INSTRUCTION: Return EXCLUSIVELY a JSON array ([...]), where every element is an object with keys: "dopyt", "typ", "kategoria", "detail". NO other text.
...
"""

# Inside the API call, we enforce it:
chat_completion = client.chat.completions.create(
    model=DEEPSEEK_MODEL,
    messages=[...],
    response_format={"type": "json_object"} # <--- THE MAGIC LINE
)

Why this works: response_format={"type": "json_object"} ensures the AI doesn’t write an intro or outro. It just gives you the raw data structure you can immediately load into Python using json.loads().

Tip 3: DeepSeek

The Problem: Using GPT-4 for simple classification is overkill and expensive.

The Solution: Use DeepSeek-V3 (or deepseek-chat). It is significantly cheaper (often 10x-20x cheaper) and for classification tasks, the logic is just as strong.

Tip 4: Ask AI to prompt itself (and use examples)

The Problem: “Classify this” is too vague. The AI doesn’t know your business rules (e.g., is “repair” a service or a product?).

The Solution: Provide Few-Shot Prompting (giving examples) and clear definitions inside the System Prompt.

SYSTEM_PROMPT = """
Rules:
1. "type": "Service" if it involves installation, repair, transport. "Product" if it is buying material.
2. "category": Be concise (e.g., 'boiler service', not 'I need a boiler service').

EXAMPLES:
Input: "Dopytujem: zabezpečenie hudobnej produkcie na oslavu"
Output: {"dopyt": "...", "typ": "Služba", "kategoria": "hudobná produkcia", "detail": "oslava"}

Input: "Dopytujem: stavebný materiál zámkovú dlažbu, 38 m2"
Output: {"dopyt": "...", "typ": "Produkt", "kategoria": "dlažba", "detail": "zámková, 38 m2"}
""

Why this works: By showing the AI exactly what you want the output to look like for specific Slovak inputs, you align its logic with yours.
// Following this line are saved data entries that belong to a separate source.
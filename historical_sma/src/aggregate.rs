//! Bar aggregation: the SMA over the newest `count` bars of a batch.
//!
//! The batch arrives unordered and possibly over-delivered (the duration
//! descriptor deliberately over-requests); aggregation sorts newest-first,
//! keeps exactly `count` bars, and refuses to produce a value from fewer -
//! a short batch is an error carrying everything that was delivered, so the
//! caller can see precisely what the source sent.

use std::fmt;
use std::num::NonZeroU32;

use chrono::DateTime;
use chrono_tz::Tz;
use thiserror::Error;

use crate::models::bar::{Bar, BarField};

/// The source delivered fewer bars than the aggregation needs.
///
/// Carries the requested count, the window bounds, and the full list of bars
/// actually available, newest first, for diagnosis.
#[derive(Debug, Error)]
pub struct InsufficientDataError {
    /// How many bars the aggregation needed.
    pub requested: u32,
    /// Window start the request was resolved to.
    pub start: DateTime<Tz>,
    /// Window end the request was resolved to.
    pub end: DateTime<Tz>,
    /// Every bar that was delivered, newest first.
    pub bars: Vec<Bar>,
}

impl fmt::Display for InsufficientDataError {
    fn fmt(&self, f: &mut fmt::Formatter<'_>) -> fmt::Result {
        write!(
            f,
            "expected {} bars between {} and {} but the source delivered {}",
            self.requested,
            self.start,
            self.end,
            self.bars.len()
        )?;
        for bar in &self.bars {
            write!(f, "\n  {} close={}", bar.timestamp, bar.close)?;
        }
        Ok(())
    }
}

/// Mean of `field` over the newest `count` bars.
///
/// `start` and `end` are the resolved window bounds; they take no part in
/// the arithmetic and exist purely for the insufficiency diagnostic.
pub fn aggregate(
    count: NonZeroU32,
    bars: &[Bar],
    field: BarField,
    start: DateTime<Tz>,
    end: DateTime<Tz>,
) -> Result<f64, InsufficientDataError> {
    let mut newest_first = bars.to_vec();
    newest_first.sort_by(|a, b| b.timestamp.cmp(&a.timestamp));
    newest_first.truncate(count.get() as usize);

    if (newest_first.len() as u32) < count.get() {
        return Err(InsufficientDataError {
            requested: count.get(),
            start,
            end,
            bars: newest_first,
        });
    }

    let sum: f64 = newest_first.iter().map(|bar| bar.field(field)).sum();
    Ok(sum / f64::from(count.get()))
}

#[cfg(test)]
mod tests {
    use chrono::{TimeZone, Utc};

    use super::*;

    fn window_bounds() -> (DateTime<Tz>, DateTime<Tz>) {
        let tz = chrono_tz::America::New_York;
        (
            tz.with_ymd_and_hms(2016, 10, 1, 0, 0, 0).single().unwrap(),
            tz.with_ymd_and_hms(2016, 11, 28, 16, 0, 0).single().unwrap(),
        )
    }

    fn bars(n: u32) -> Vec<Bar> {
        (0..n)
            .map(|i| Bar {
                timestamp: Utc.with_ymd_and_hms(2016, 11, 1, 0, 0, 0).unwrap()
                    + chrono::Duration::days(i64::from(i)),
                open: f64::from(i),
                high: f64::from(i) + 2.0,
                low: f64::from(i) - 2.0,
                close: f64::from(i) + 1.0,
            })
            .collect()
    }

    fn n(v: u32) -> NonZeroU32 {
        NonZeroU32::new(v).unwrap()
    }

    #[test]
    fn exact_mean_over_thirty_closes() {
        let (start, end) = window_bounds();
        let sma = aggregate(n(30), &bars(30), BarField::Close, start, end).unwrap();
        // closes are 1..=30 → mean 15.5
        assert_eq!(sma, 15.5);
    }

    #[test]
    fn newest_bars_win_when_over_delivered() {
        let (start, end) = window_bounds();
        let mut shuffled = bars(40);
        shuffled.reverse();
        let sma = aggregate(n(10), &shuffled, BarField::Close, start, end).unwrap();
        // newest 10 of 40 → closes 31..=40 → mean 35.5
        assert_eq!(sma, 35.5);
    }

    #[test]
    fn avg_field_uses_high_low_midpoint() {
        let (start, end) = window_bounds();
        let sma = aggregate(n(30), &bars(30), BarField::Avg, start, end).unwrap();
        // (high+low)/2 == open for these bars → mean of 0..=29
        assert_eq!(sma, 14.5);
    }

    #[test]
    fn short_batch_fails_listing_every_delivered_bar() {
        let (start, end) = window_bounds();
        let err = aggregate(n(30), &bars(20), BarField::Close, start, end).expect_err("short");
        assert_eq!(err.requested, 30);
        assert_eq!(err.bars.len(), 20);
        // Newest first, and the message names the window and the shortfall.
        assert!(err.bars[0].timestamp > err.bars[19].timestamp);
        let msg = err.to_string();
        assert!(msg.contains("expected 30 bars"));
        assert!(msg.contains("delivered 20"));
    }
}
Also, always use AI to prompt itself, it’s fast and it results in a better, more specific prompt.

Tip 5: Safety Saves (Don’t lose your work)

The Problem: Scripts crash. Internet connections fail. If you are processing 10,000 rows and the script crashes or something else happened, you don’t want to start over.
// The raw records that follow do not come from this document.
//! Calendar configuration: TOML parsing and strict validation.
//!
//! A calendar config describes one exchange:
//! - `timezone` - IANA zone name (e.g., "America/New_York")
//! - `open`, `normal_close`, `early_close` - wall-clock `HH:MM` times
//! - `[[holidays]]` - `{ date = "M/D/YYYY", kind = "full day" | "early close" }`
//!
//! Entrypoints:
//! - Parse + validate from a TOML string: [`load_calendar_str`]
//! - Parse + validate from a file path: [`load_calendar_path`]
//!
//! Validation is all-or-nothing: any malformed entry aborts loading with a
//! [`ConfigError`] and no calendar is produced.

use std::path::Path;

use chrono::NaiveTime;
use chrono_tz::Tz;
use serde::Deserialize;

use crate::calendar::ExchangeCalendar;
use crate::errors::ConfigError;
use crate::holiday::{self, HolidayKind};

/// Top-level calendar config shape.
#[derive(Debug, Deserialize)]
#[serde(deny_unknown_fields)]
pub struct CalendarConfig {
    /// IANA time zone name.
    pub timezone: String,
    /// Session open, `HH:MM`.
    pub open: String,
    /// Normal session close, `HH:MM`.
    pub normal_close: String,
    /// Shortened-session close, `HH:MM`.
    pub early_close: String,
    /// Holiday records; may be empty.
    #[serde(default)]
    pub holidays: Vec<HolidayEntry>,
}

/// One holiday record in the config.
#[derive(Debug, Deserialize)]
#[serde(deny_unknown_fields)]
pub struct HolidayEntry {
    /// Datestring in `M/D/YYYY` form.
    pub date: String,
    /// `"full day"` or `"early close"`.
    pub kind: String,
}

/// Parse and validate a calendar from a TOML string.
pub fn load_calendar_str(toml_str: &str) -> Result<ExchangeCalendar, ConfigError> {
    let cfg: CalendarConfig = toml::from_str(toml_str)?;
    build(cfg)
}

/// Parse and validate a calendar from a TOML file.
pub fn load_calendar_path(path: impl AsRef<Path>) -> Result<ExchangeCalendar, ConfigError> {
    let path = path.as_ref();
    let raw = std::fs::read_to_string(path).map_err(|source| ConfigError::Io {
        path: path.display().to_string(),
        source,
    })?;
    load_calendar_str(&raw)
}

fn build(cfg: CalendarConfig) -> Result<ExchangeCalendar, ConfigError> {
    let timezone: Tz = cfg.timezone.parse().map_err(|_| ConfigError::UnknownTimezone {
        name: cfg.timezone.clone(),
    })?;
    let open = parse_time(&cfg.open)?;
    let normal_close = parse_time(&cfg.normal_close)?;
    let early_close = parse_time(&cfg.early_close)?;

    let mut holidays = Vec::with_capacity(cfg.holidays.len());
    for entry in &cfg.holidays {
        holidays.push((
            holiday::parse_holiday_date(&entry.date)?,
            HolidayKind::parse(&entry.kind)?,
        ));
    }
    ExchangeCalendar::new(timezone, open, normal_close, early_close, holidays)
}

fn parse_time(text: &str) -> Result<NaiveTime, ConfigError> {
    NaiveTime::parse_from_str(text.trim(), "%H:%M").map_err(|_| ConfigError::InvalidTime {
        time: text.to_string(),
    })
}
The Solution: Save the CSV incrementally.

SAVE_INTERVAL = 100  # Save to file every 100 processed queries

# Inside the processing loop:
if (processed_in_iteration - last_save_count) >= save_interval:
    df_output.to_csv(output_file, index=False, sep=';', encoding='utf-8')
    print(f" 💾 Saved progress...")

Why this works: This creates “checkpoints.” If the script fails, you simply restart it. The script is smart enough to see the output file exists, read it, and only process the rows that have a blank category (nan or '').